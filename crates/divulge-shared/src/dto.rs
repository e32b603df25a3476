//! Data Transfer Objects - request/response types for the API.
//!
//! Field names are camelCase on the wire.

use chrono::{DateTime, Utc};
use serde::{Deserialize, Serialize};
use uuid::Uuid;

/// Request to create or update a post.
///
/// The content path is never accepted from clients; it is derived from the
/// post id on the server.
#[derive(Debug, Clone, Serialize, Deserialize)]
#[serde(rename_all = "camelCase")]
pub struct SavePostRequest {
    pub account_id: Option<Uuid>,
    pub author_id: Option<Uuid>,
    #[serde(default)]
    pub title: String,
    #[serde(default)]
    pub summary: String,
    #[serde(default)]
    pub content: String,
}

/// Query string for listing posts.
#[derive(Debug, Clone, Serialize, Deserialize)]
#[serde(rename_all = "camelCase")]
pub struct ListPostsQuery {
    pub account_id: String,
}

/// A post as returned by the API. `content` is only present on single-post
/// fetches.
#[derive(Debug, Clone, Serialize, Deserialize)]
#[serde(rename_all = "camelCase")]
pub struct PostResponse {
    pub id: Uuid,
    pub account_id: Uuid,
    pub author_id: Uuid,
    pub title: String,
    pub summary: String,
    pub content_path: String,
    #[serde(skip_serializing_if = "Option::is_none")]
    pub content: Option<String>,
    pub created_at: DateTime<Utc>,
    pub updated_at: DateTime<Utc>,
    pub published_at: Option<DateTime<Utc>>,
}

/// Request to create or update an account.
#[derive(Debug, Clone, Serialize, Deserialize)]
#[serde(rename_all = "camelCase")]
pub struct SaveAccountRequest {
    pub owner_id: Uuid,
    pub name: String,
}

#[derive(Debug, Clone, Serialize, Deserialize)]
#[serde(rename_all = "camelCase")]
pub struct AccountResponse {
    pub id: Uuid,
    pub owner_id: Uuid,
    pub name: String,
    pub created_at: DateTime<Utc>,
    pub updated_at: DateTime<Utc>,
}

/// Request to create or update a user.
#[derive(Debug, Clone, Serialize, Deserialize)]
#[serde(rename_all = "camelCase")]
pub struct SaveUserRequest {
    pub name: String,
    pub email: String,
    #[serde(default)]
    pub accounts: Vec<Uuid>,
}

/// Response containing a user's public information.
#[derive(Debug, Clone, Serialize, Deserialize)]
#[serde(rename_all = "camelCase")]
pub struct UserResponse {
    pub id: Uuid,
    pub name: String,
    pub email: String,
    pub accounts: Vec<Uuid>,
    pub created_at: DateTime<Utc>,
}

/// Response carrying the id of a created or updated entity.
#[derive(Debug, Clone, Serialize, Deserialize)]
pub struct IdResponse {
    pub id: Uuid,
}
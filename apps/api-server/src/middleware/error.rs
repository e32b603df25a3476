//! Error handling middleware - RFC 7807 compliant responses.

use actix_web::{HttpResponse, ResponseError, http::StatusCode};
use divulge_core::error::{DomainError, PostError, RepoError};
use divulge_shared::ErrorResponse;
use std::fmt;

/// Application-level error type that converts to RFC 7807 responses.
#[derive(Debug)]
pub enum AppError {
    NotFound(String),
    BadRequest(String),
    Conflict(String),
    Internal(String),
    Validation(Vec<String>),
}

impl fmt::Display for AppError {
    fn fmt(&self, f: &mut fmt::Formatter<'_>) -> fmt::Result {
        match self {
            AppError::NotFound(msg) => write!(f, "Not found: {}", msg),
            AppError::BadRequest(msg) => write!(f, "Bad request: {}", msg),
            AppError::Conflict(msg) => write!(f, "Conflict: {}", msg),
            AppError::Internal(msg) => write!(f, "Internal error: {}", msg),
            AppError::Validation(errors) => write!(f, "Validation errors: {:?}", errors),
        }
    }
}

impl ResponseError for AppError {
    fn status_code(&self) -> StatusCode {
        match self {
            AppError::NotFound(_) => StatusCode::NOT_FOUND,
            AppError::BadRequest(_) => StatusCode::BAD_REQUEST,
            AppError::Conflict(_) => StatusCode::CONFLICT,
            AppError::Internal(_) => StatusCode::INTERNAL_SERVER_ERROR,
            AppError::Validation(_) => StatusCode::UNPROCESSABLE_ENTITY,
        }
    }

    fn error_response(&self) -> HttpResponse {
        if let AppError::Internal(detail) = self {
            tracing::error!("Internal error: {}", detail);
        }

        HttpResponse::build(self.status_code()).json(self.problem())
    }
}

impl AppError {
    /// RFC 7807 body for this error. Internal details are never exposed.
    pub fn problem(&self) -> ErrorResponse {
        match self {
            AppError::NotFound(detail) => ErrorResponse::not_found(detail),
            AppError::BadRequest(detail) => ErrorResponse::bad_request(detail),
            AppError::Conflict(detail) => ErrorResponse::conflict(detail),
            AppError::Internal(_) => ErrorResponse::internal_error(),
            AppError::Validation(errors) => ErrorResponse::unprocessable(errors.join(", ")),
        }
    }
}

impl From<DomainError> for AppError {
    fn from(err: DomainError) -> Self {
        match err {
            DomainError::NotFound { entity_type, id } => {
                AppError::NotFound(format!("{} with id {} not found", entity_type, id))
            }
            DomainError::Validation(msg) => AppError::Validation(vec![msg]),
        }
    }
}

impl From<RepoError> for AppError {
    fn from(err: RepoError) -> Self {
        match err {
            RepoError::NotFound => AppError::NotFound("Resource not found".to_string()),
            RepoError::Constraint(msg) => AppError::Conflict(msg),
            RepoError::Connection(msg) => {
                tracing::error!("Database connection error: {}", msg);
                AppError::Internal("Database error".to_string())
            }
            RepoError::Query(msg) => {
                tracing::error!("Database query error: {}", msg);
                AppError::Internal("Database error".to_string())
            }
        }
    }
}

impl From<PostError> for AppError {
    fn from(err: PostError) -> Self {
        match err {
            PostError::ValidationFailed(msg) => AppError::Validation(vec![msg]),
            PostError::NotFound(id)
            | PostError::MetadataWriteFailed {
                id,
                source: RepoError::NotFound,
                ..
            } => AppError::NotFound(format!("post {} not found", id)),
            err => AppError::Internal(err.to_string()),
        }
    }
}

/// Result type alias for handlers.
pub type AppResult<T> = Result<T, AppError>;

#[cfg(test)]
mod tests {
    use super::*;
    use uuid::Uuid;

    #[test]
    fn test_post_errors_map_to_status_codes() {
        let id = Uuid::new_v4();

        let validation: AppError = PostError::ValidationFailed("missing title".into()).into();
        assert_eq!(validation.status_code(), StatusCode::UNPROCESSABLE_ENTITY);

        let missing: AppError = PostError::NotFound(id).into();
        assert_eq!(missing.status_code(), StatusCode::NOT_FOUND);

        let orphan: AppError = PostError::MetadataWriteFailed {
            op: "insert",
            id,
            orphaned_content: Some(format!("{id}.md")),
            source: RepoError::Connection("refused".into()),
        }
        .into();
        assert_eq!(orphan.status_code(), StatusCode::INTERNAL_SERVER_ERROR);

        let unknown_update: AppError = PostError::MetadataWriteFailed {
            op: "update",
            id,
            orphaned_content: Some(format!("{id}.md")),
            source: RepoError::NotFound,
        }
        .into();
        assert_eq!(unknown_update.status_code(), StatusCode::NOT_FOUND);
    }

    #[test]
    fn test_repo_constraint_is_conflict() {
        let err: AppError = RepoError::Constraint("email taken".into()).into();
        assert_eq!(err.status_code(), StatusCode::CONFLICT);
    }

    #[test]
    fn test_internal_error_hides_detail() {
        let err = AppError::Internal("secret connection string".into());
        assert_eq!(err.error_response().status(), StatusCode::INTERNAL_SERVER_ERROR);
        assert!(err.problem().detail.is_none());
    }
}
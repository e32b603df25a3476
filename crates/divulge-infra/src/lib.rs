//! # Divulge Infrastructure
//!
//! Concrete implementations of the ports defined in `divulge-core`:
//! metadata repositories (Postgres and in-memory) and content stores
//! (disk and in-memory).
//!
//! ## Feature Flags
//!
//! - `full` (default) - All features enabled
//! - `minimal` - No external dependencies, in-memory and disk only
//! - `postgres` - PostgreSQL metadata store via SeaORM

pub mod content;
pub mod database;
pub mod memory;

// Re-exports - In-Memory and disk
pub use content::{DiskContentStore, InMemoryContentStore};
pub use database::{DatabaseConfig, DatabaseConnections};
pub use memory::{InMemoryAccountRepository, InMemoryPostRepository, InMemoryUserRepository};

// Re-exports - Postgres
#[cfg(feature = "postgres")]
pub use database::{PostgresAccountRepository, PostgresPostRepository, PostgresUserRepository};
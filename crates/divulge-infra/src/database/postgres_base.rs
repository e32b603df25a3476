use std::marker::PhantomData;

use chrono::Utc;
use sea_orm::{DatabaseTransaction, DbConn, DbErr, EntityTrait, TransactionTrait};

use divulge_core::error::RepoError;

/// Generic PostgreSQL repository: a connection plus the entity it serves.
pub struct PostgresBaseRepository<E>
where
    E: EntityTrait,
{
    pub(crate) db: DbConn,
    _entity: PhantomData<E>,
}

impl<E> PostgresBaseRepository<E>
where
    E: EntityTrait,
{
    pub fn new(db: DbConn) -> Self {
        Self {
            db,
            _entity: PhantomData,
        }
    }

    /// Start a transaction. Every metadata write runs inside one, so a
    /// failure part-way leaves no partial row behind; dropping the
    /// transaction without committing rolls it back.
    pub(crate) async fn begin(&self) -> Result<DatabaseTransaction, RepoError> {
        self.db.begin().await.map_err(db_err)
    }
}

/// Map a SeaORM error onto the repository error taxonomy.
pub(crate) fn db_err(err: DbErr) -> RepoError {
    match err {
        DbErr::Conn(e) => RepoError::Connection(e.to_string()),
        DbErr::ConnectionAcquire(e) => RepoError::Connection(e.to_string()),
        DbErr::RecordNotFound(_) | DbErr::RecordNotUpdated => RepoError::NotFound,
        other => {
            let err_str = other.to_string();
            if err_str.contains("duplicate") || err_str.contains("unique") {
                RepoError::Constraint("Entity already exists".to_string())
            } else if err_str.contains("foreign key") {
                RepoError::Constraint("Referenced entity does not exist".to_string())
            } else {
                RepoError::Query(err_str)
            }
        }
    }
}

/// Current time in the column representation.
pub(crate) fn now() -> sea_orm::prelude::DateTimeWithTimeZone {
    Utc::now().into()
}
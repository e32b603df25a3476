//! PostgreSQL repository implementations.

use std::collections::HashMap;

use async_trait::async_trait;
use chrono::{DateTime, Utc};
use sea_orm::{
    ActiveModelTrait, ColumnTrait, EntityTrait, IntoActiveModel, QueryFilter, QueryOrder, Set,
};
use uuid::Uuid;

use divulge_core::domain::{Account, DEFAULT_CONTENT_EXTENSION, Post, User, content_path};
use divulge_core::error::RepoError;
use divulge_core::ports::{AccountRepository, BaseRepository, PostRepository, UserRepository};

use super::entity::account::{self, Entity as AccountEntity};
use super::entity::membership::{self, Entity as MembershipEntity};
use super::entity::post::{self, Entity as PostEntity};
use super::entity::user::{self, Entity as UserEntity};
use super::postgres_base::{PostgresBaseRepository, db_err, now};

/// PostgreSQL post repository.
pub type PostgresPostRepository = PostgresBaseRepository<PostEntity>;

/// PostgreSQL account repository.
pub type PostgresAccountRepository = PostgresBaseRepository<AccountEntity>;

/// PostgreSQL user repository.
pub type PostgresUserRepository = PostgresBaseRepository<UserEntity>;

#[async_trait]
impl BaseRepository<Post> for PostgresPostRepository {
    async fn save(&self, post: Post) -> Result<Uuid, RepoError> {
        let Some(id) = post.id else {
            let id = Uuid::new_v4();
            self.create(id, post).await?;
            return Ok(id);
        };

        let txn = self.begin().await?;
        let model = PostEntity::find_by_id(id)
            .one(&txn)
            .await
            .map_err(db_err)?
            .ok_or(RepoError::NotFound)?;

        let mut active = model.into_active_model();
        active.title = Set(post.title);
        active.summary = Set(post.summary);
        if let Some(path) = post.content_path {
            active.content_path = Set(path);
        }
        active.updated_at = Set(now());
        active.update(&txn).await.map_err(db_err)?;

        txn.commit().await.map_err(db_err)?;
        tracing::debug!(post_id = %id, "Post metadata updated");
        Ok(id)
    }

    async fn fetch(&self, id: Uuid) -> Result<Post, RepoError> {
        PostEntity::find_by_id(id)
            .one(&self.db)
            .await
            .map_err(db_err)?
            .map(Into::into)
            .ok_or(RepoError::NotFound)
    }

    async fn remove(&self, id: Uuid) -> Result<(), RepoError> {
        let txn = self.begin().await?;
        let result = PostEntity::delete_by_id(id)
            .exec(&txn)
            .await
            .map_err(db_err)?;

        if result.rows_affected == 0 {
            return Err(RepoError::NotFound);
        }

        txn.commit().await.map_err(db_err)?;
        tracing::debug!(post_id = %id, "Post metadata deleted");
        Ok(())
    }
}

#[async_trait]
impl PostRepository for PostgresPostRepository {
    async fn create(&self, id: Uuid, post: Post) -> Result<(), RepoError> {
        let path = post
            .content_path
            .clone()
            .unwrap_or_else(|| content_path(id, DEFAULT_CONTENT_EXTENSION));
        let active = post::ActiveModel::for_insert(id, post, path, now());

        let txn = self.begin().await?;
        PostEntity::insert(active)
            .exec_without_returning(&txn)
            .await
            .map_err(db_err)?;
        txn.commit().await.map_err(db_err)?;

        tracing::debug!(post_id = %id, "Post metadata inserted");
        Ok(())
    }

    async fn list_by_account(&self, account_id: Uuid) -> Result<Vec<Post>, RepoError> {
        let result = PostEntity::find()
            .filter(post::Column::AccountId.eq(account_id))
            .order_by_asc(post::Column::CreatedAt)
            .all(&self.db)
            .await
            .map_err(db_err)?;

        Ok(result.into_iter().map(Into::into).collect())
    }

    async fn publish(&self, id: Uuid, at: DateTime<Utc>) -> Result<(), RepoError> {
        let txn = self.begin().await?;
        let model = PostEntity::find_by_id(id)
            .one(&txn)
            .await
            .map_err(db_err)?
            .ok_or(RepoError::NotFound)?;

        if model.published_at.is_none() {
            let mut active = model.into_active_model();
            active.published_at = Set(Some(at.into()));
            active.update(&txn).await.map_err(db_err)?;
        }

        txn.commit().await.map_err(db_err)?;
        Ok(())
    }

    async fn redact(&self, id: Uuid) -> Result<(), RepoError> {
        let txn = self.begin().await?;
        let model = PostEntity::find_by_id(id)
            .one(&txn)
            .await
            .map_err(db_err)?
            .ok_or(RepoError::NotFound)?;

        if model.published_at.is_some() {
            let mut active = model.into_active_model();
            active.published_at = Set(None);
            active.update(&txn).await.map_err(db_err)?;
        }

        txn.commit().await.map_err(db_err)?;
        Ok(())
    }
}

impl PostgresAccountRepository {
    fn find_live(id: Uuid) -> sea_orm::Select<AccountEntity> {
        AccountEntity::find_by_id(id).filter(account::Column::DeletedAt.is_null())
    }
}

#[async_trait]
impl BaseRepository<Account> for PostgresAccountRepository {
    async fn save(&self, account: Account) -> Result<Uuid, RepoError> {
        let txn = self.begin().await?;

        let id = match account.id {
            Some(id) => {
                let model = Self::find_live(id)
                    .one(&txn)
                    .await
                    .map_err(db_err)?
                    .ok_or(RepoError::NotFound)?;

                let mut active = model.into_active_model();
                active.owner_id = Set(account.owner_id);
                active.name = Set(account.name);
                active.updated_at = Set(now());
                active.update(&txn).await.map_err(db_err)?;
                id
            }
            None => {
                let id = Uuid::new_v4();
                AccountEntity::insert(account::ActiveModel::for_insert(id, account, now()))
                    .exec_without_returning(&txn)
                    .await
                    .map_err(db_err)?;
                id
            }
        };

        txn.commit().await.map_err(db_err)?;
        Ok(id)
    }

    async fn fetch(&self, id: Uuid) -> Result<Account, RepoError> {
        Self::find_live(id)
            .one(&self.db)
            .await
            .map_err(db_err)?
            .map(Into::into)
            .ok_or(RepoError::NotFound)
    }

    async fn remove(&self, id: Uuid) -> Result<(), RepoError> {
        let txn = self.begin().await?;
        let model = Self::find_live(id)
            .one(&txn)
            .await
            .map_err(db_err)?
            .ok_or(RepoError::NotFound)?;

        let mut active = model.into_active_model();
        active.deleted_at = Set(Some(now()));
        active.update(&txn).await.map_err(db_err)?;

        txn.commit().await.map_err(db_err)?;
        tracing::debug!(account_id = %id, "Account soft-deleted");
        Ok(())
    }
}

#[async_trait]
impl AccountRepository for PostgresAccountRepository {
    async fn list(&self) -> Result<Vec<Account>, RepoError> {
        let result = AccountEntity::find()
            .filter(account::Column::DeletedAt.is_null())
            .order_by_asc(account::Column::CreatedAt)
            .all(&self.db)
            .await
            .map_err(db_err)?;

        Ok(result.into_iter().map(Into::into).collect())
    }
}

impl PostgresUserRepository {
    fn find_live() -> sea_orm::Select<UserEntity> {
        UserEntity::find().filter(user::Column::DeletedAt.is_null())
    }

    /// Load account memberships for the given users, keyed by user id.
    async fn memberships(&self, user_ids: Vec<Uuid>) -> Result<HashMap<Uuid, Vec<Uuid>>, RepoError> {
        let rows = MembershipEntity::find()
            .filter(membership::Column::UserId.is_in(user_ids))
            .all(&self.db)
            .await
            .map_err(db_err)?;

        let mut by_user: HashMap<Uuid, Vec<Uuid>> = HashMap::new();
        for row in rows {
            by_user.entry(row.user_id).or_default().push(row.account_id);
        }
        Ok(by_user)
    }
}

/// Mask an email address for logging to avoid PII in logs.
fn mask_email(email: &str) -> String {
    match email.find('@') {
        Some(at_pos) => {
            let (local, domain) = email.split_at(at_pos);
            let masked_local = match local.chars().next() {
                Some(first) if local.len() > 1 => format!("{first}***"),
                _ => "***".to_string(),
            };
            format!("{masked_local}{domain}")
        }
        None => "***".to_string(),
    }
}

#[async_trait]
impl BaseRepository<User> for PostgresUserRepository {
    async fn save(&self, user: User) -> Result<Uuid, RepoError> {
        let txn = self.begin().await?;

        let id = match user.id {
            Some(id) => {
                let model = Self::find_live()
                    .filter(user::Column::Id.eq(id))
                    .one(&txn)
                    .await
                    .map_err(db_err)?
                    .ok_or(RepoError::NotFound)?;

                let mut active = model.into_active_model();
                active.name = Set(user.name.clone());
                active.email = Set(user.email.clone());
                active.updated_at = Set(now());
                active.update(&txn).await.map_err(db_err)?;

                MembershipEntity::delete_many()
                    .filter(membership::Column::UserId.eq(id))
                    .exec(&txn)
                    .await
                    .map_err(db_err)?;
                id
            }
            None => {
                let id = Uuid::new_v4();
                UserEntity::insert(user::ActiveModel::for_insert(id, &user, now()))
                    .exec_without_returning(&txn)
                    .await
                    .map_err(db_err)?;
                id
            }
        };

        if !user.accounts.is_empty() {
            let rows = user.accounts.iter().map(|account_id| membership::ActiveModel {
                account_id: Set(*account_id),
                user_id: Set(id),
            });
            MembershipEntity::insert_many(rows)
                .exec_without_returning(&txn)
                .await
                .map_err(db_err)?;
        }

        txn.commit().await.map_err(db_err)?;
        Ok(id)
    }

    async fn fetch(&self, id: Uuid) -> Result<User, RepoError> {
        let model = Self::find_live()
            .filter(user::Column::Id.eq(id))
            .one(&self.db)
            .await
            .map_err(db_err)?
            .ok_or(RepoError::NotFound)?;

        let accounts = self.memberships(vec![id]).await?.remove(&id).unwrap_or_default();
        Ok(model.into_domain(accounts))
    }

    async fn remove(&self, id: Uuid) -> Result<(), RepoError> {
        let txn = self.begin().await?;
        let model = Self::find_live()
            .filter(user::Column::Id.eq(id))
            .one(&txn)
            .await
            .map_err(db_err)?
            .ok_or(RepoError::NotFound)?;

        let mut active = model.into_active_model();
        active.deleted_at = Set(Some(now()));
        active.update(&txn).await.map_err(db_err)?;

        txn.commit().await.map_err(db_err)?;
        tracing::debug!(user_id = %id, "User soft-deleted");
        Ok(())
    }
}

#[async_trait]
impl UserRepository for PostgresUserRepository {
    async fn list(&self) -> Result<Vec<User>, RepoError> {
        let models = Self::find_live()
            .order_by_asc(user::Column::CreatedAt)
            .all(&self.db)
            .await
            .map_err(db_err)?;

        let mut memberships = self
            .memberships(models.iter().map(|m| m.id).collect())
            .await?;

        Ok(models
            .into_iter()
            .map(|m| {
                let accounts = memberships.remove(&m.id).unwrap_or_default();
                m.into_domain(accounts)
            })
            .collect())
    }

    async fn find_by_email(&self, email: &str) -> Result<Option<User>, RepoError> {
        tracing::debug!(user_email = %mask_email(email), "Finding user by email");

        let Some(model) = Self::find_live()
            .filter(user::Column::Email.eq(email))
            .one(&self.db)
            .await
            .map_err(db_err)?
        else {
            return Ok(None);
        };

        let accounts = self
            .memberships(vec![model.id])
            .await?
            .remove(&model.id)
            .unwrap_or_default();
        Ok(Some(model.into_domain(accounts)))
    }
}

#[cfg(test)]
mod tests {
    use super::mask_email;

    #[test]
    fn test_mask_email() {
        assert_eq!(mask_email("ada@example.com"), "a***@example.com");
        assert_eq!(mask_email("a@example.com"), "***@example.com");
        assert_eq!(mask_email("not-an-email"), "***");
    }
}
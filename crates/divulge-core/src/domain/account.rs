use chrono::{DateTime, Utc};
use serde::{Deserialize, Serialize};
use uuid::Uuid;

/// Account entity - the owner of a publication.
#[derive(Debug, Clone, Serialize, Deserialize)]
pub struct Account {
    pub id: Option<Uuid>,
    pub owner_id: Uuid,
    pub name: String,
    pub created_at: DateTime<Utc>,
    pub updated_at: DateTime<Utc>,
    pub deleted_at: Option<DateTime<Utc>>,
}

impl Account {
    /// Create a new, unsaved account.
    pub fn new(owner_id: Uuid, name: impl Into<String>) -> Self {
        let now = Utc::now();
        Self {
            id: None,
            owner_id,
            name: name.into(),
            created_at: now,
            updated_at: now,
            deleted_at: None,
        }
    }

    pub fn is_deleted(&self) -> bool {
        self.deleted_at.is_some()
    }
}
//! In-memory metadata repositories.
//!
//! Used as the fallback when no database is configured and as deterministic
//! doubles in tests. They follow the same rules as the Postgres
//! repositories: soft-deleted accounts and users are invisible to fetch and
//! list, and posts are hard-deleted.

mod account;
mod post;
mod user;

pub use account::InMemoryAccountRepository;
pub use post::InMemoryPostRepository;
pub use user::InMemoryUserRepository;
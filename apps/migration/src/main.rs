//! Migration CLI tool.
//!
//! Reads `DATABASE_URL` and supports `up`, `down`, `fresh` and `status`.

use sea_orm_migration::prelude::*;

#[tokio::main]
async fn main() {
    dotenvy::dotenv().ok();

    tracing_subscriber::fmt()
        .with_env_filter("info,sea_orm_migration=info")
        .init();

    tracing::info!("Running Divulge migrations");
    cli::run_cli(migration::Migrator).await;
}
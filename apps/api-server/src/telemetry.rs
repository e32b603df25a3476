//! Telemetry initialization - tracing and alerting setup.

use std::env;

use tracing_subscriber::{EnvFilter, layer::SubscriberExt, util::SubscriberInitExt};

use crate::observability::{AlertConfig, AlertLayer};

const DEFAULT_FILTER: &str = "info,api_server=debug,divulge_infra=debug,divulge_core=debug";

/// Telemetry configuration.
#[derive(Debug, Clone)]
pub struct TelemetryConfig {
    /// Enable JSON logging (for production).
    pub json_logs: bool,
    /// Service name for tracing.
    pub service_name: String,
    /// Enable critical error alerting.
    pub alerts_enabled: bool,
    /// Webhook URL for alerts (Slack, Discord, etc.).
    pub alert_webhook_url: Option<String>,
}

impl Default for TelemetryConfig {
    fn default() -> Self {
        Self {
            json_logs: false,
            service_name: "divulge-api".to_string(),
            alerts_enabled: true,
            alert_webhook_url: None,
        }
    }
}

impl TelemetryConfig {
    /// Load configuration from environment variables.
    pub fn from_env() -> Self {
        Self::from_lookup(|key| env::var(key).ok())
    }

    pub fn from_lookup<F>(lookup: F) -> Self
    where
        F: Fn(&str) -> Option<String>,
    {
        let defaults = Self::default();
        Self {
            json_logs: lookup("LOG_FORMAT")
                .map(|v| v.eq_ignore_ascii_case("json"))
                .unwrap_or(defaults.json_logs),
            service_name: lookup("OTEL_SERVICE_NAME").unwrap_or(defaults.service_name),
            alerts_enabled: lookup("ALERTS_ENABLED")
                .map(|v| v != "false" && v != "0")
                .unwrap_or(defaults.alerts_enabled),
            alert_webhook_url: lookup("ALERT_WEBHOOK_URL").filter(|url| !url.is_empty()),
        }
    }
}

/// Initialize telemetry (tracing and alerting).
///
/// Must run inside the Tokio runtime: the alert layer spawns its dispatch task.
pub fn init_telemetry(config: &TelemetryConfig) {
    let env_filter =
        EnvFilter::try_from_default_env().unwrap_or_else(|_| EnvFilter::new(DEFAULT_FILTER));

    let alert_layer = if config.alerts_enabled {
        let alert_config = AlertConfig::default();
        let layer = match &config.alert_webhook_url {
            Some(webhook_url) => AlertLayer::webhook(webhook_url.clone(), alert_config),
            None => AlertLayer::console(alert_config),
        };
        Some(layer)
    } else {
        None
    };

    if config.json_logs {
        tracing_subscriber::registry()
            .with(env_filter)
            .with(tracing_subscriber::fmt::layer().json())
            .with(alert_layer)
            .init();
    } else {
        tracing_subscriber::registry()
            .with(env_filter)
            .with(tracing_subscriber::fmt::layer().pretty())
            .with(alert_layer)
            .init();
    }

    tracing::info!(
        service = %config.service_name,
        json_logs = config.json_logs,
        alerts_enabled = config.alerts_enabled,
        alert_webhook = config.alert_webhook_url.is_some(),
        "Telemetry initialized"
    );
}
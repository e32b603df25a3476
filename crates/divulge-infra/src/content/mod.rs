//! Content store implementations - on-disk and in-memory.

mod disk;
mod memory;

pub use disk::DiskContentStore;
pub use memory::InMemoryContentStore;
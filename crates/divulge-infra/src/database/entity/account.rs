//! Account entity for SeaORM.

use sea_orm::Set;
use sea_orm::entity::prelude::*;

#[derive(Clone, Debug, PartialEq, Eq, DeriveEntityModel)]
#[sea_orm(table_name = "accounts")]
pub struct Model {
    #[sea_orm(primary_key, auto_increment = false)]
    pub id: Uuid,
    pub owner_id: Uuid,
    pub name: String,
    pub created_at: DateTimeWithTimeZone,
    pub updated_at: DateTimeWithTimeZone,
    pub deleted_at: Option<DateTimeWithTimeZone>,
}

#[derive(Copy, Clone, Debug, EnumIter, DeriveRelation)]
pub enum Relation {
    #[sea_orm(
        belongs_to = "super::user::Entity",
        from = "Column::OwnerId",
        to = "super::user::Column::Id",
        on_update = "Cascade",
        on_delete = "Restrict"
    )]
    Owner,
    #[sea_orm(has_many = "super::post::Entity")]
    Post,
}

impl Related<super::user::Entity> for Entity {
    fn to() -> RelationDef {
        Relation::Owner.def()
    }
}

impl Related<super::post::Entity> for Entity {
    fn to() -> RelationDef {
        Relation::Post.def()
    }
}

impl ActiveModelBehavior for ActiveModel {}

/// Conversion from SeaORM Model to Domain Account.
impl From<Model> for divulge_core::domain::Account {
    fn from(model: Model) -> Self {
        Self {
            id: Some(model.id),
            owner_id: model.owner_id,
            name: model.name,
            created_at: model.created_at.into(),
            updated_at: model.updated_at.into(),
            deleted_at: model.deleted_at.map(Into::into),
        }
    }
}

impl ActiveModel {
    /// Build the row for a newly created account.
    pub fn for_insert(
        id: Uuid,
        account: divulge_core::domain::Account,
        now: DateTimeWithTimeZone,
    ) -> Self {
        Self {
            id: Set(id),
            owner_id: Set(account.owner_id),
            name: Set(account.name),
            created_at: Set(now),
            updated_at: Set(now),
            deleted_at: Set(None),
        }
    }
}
══════════
#### ASSIGNED TASK
Your response should contain each line of the entries above that holds the string "prelude".

#### REPLY TO THE EXERCISE
pub(crate) fn now() -> sea_orm::prelude::DateTimeWithTimeZone {
use sea_orm_migration::prelude::*;
use sea_orm::entity::prelude::*;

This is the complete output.